About

 
 Vanity plates, vanity me, and my purple stick shift 97 Ford Ranger (Williamson Co., 1/1/2017)

Vanity plates, vanity me, and my purple stick shift 97 Ford Ranger (Williamson Co., 1/1/2017)

 
 
 
“It’s hard, now, to be with someone else wholly, uninterruptedly, and it’s hard to be truly alone. ...the new technologies have flooded those open spaces. Space for free thought is routinely regarded as a void and filled up with sounds and distractions.”
— Rebecca Solnit

What is this about?

Launched in 2017 and based in Williamson County, Texas, WHY ARE Y'ALL HERE? is a travelog for restless folks with big questions and a love/hate relationship with the most (in)famous state in the country. I explore all 254 Texas counties through photos, maps, music, videos, writing, and--most importantly--interviews with local residents about why we are where we are and how you can get there, too, if ya want. Y'all enjoy!

 
 A Goodwill gift from Chelsey (kick-ass wife) given to me my first year living outside of Texas in Colorado, 2013

A Goodwill gift from Chelsey (kick-ass wife) given to me my first year living outside of Texas in Colorado, 2013

Why are you doing this?

3 reasons:

  1. To connect with people/life (Texans)
  2. To connect with places (Texas)
  3. To connect with myself (Texan)

A note I scribbled at work on 12/7/2016 on how to approach this project and a first draft of the logo/banner for this website.

As you may have noticed, there is a bit of a theme developing here. I haven't always been this obsessed or enamored with Texas. Born and raised here, my feelings were neutral, or some combination of warm and cool. For instance, I loved going to the State Fair as a kid, but Big Tex was terrifying; not so much his 52 feet stature, but the way his dummy mouth moved didn't always sync up with what he was saying. That incongruity really bothered the shit outta my five-year-old self, but nothing some cotton candy and corn dogs couldn't fix. Come to think of it, adult me busted out lauging whenever I heard news that ol' Big Tex had caught fire, yet I felt strangely forlorn. Like I should have been there when it happened.

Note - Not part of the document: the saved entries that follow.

//! Pipeline configuration types.

use std::path::{Path, PathBuf};

use derive_builder::Builder;
use serde::{Deserialize, Serialize};

use crate::digest::DigestAlgorithm;
use crate::error::ConfigError;

/// Default number of hashing workers.
pub const DEFAULT_WORKER_COUNT: usize = 5;

/// Default capacity of the work and result queues.
pub const DEFAULT_QUEUE_CAPACITY: usize = 10;

/// Configuration for one hashing run.
#[derive(Debug, Clone, PartialEq, Builder, Serialize, Deserialize)]
#[builder(setter(into), build_fn(validate = "Self::validate"))]
pub struct PipelineConfig {
    /// Root directory to hash.
    #[serde(default = "default_root")]
    pub root: PathBuf,

    /// Number of concurrent hashing workers.
    #[builder(default = "DEFAULT_WORKER_COUNT")]
    #[serde(default = "default_worker_count")]
    pub worker_count: usize,

    /// Digest algorithm, fixed for the whole run.
    #[builder(default)]
    #[serde(default)]
    pub digest_algorithm: DigestAlgorithm,

    /// Capacity of the bounded work and result queues.
    #[builder(default = "DEFAULT_QUEUE_CAPACITY")]
    #[serde(default = "default_queue_capacity")]
    pub queue_capacity: usize,

    /// Follow symbolic links while walking.
    #[builder(default = "false")]
    #[serde(default)]
    pub follow_symlinks: bool,

    /// Include hidden files (starting with .).
    #[builder(default = "true")]
    #[serde(default = "default_true")]
    pub include_hidden: bool,

    /// Maximum depth to traverse (None = unlimited).
    #[builder(default)]
    #[serde(default)]
    pub max_depth: Option<usize>,
}

fn default_root() -> PathBuf {
    PathBuf::from(".")
}

fn default_worker_count() -> usize {
    DEFAULT_WORKER_COUNT
}

fn default_queue_capacity() -> usize {
    DEFAULT_QUEUE_CAPACITY
}

fn default_true() -> bool {
    true
}

impl PipelineConfigBuilder {
    fn validate(&self) -> Result<(), String> {
        match self.root {
            Some(ref root) if root.as_os_str().is_empty() => {
                return Err("Root path cannot be empty".to_string());
            }
            Some(_) => {}
            None => return Err("Root path is required".to_string()),
        }
        if self.worker_count == Some(0) {
            return Err("Worker count must be at least 1".to_string());
        }
        if self.queue_capacity == Some(0) {
            return Err("Queue capacity must be at least 1".to_string());
        }
        Ok(())
    }
}

impl PipelineConfig {
    /// Create a new pipeline config builder.
    pub fn builder() -> PipelineConfigBuilder {
        PipelineConfigBuilder::default()
    }

    /// Create a config with defaults for hashing a path.
    pub fn new(root: impl Into<PathBuf>) -> Self {
        Self {
            root: root.into(),
            worker_count: DEFAULT_WORKER_COUNT,
            digest_algorithm: DigestAlgorithm::default(),
            queue_capacity: DEFAULT_QUEUE_CAPACITY,
            follow_symlinks: false,
            include_hidden: true,
            max_depth: None,
        }
    }

    /// Parse a config from TOML text.
    pub fn from_toml_str(text: &str) -> Result<Self, ConfigError> {
        let config: Self = toml::from_str(text)?;
        config.validate()?;
        Ok(config)
    }

    /// Load a config from a TOML file.
    pub fn from_toml_file(path: impl AsRef<Path>) -> Result<Self, ConfigError> {
        let path = path.as_ref();
        let text = std::fs::read_to_string(path).map_err(|source| ConfigError::Read {
            path: path.to_path_buf(),
            source,
        })?;
        Self::from_toml_str(&text)
    }

    /// Check the invariants the builder enforces, for configs built by hand
    /// or deserialized.
    pub fn validate(&self) -> Result<(), ConfigError> {
        if self.root.as_os_str().is_empty() {
            return Err(ConfigError::invalid("Root path cannot be empty"));
        }
        if self.worker_count == 0 {
            return Err(ConfigError::invalid("Worker count must be at least 1"));
        }
        if self.queue_capacity == 0 {
            return Err(ConfigError::invalid("Queue capacity must be at least 1"));
        }
        Ok(())
    }
}

impl Default for PipelineConfig {
    fn default() -> Self {
        Self::new(".")
    }
}

#[cfg(test)]
mod tests {
    use super::*;

    #[test]
    fn test_config_builder() {
        let config = PipelineConfig::builder()
            .root("/home/user")
            .worker_count(8usize)
            .digest_algorithm(DigestAlgorithm::Sha256)
            .follow_symlinks(true)
            .build()
            .unwrap();

        assert_eq!(config.root, PathBuf::from("/home/user"));
        assert_eq!(config.worker_count, 8);
        assert_eq!(config.digest_algorithm, DigestAlgorithm::Sha256);
        assert_eq!(config.queue_capacity, DEFAULT_QUEUE_CAPACITY);
        assert!(config.follow_symlinks);
        assert!(config.include_hidden);
    }

    #[test]
    fn test_builder_rejects_zero_workers() {
        let err = PipelineConfig::builder()
            .root("/test")
            .worker_count(0usize)
            .build()
            .unwrap_err();
        assert!(err.to_string().contains("Worker count"));
    }

    #[test]
    fn test_builder_rejects_zero_capacity() {
        let result = PipelineConfig::builder()
            .root("/test")
            .queue_capacity(0usize)
            .build();
        assert!(result.is_err());
    }

    #[test]
    fn test_builder_requires_root() {
        assert!(PipelineConfig::builder().build().is_err());
        assert!(PipelineConfig::builder().root("").build().is_err());
    }

    #[test]
    fn test_config_simple() {
        let config = PipelineConfig::new("/home/user");
        assert_eq!(config.worker_count, 5);
        assert_eq!(config.queue_capacity, 10);
        assert_eq!(config.digest_algorithm, DigestAlgorithm::Sha512);
        assert!(config.validate().is_ok());
    }
}
//! Single-threaded baseline: walk first, then hash each file in turn.

use std::collections::BTreeMap;
use std::time::Instant;

use tracing::{info, warn};

use hashpool_core::{HashFailure, HashOutcome, PipelineConfig};
use hashpool_scan::Walker;

use crate::error::PipelineError;
use crate::hasher::hash_file_counted;
use crate::report::HashReport;

/// Hash every file under the root in the calling thread.
///
/// Produces the same kind of report as a pooled run, for timing
/// comparisons.
pub fn hash_sequential(config: &PipelineConfig) -> Result<HashReport, PipelineError> {
    let started = Instant::now();
    config.validate()?;
    let walker = Walker::new(config)?;
    let (files, warnings) = walker.collect_files();

    let mut results = BTreeMap::new();
    let mut bytes_hashed = 0;
    for path in files {
        let outcome = match hash_file_counted(&path, config.digest_algorithm) {
            Ok((digest, bytes)) => {
                bytes_hashed += bytes;
                HashOutcome::Hashed(digest)
            }
            Err(err) => {
                warn!("Failed to hash file: {err}");
                HashOutcome::Failed(HashFailure::from(&err))
            }
        };
        results.insert(path, outcome);
    }

    let report = HashReport {
        root: walker.root().to_path_buf(),
        algorithm: config.digest_algorithm,
        worker_count: 1,
        results,
        bytes_hashed,
        warnings,
        duration: started.elapsed(),
    };

    info!(
        root = %report.root.display(),
        hashed = report.hashed_count(),
        failed = report.failed_count(),
        elapsed_ms = report.duration.as_millis() as u64,
        "sequential run complete"
    );

    Ok(report)
}
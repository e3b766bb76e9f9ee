//! Concurrent file hashing for hashpool.
//!
//! This crate hashes every regular file under a directory with a fixed-size
//! pool of worker threads:
//!
//! - **Hash function** - streaming SHA-256, SHA-512 or BLAKE3 over a fixed buffer
//! - **Worker pool** - N workers pulling paths from a bounded work queue
//! - **Dispatcher** - owns both queues and the completion barrier that
//!   closes the result queue once every worker has exited
//! - **Collector** - the caller drains results as a stream, or gets a
//!   [`HashReport`] keyed by path
//!
//! Files that cannot be opened or read are not dropped: they come back as
//! [`HashOutcome::Failed`] entries.
//!
//! # Example
//!
//! ```rust,no_run
//! use hashpool_hash::{DigestAlgorithm, Dispatcher, PipelineConfig};
//!
//! let config = PipelineConfig::builder()
//!     .root("/path/to/hash")
//!     .worker_count(8usize)
//!     .digest_algorithm(DigestAlgorithm::Sha256)
//!     .build()
//!     .unwrap();
//!
//! let report = Dispatcher::new(config)
//!     .run_with(|result| println!("{}", result.path.display()))
//!     .unwrap();
//!
//! println!("{} hashed, {} failed", report.hashed_count(), report.failed_count());
//! ```

mod barrier;
mod dispatcher;
mod error;
mod hasher;
mod pool;
mod progress;
mod report;
mod sequential;

pub use barrier::{BarrierToken, CompletionBarrier};
pub use dispatcher::{Dispatcher, ResultStream};
pub use error::PipelineError;
pub use hasher::{
    READ_BUFFER_SIZE, hash_bytes, hash_file, hash_file_counted, hash_reader, hash_reader_counted,
};
pub use pool::WorkerPool;
pub use progress::{HashProgress, PROGRESS_CHANNEL_SIZE};
pub use report::{DuplicateGroup, HashReport};
pub use sequential::hash_sequential;

// Re-export core types
pub use hashpool_core::{
    ContentDigest, DigestAlgorithm, DigestResult, FailureKind, HashError, HashFailure,
    HashOutcome, PipelineConfig, WalkError, WalkWarning, WarningKind,
};
pub use hashpool_scan::WalkSummary;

 Big Tex in big flames in October 2012 in Dallas County, http://dailynewsdig.com/wp-content/uploads/2012/10/big-tex-in-flames.jpeg

Big Tex in big flames in October 2012 in Dallas County, http://dailynewsdig.com/wp-content/uploads/2012/10/big-tex-in-flames.jpeg

How did you come up with the idea to do this?

There wasn't a single "aha!" epiphany moment, however 3 realizations do come to mind.

1.  GOOGLE ME THIS
On average I keep about a dozen tabs open in my internet browser and have a very wide range of interests driven partly by social media (Facebook and Reddit, primarily) and partly by search engine results after typing in something in the url bar/Google search. I wondered what kind of questions other people ask and how that differs from state to state, and found this May 2016 article and map by Estately, "You Won't Believe The Questions Each State Googles More Than Any Other State".

 Source: Estately 2016

Source: Estately 2016

In addition to the snazzy map, they also did a breakdown of multiple questions that state's residents asked Google more than any other state, so I scrolled down to the Texas section. Buried deep beneath such philosophical quandaries as "What is jock itch?"; "When is Jesus coming?"; "Am I a lesbian?"; and "Do zombies exist?"; I found my diamond in the rough: "Why are we here?" I've asked myself that question quite a few times, and inspired by my fellow Texan's unabashed online inquiries, I figured I would ask other people all over the state why they're here and then maybe I'll have a better idea of why the hell I'm here. And, just for fun, I might ask some questions about Jesus and zombies.

2.  WRANGLING DATA AND ROPING GEOCODES DOWN ON THE APPLE CUBE FARM (it's really more of a cube ranch, given the size of the campus) 

 A view from my desk with some of the best advice I ever received.

A view from my desk with some of the best advice I ever received.

I was sitting at work in my cubicle in Austin around November 2016, on contract at Apple in one of their Maps Development teams. Without violating my confidentiality/non-disclosure agreement, let's just say I've virtually visited thousands of places on every continent. Doing digital work on physical locations I would mostly never see struck me as both astounding and depressing. Then one day, I worked on a portion of the map a few minutes away and thought, yes, I can go to that VERTS restaurant off of Parmer. Actually, I can get to anywhere in Texas in less than a day, granted a very long day if I want to get to the Panhandle or El Paso, but a day none-the-less. Yes, I can do that. And I will do that. I must do that. And along they way, I will make digital changes to Google Maps from the physical location. Nothing against Apple, I just don't own and currently can't afford a product that has Apple Maps and there isn't an Android version of the app (I asked). :( But, if I get an iPhone or iPad, I could get Google Maps AND Apple Maps on the same device...hmmm. 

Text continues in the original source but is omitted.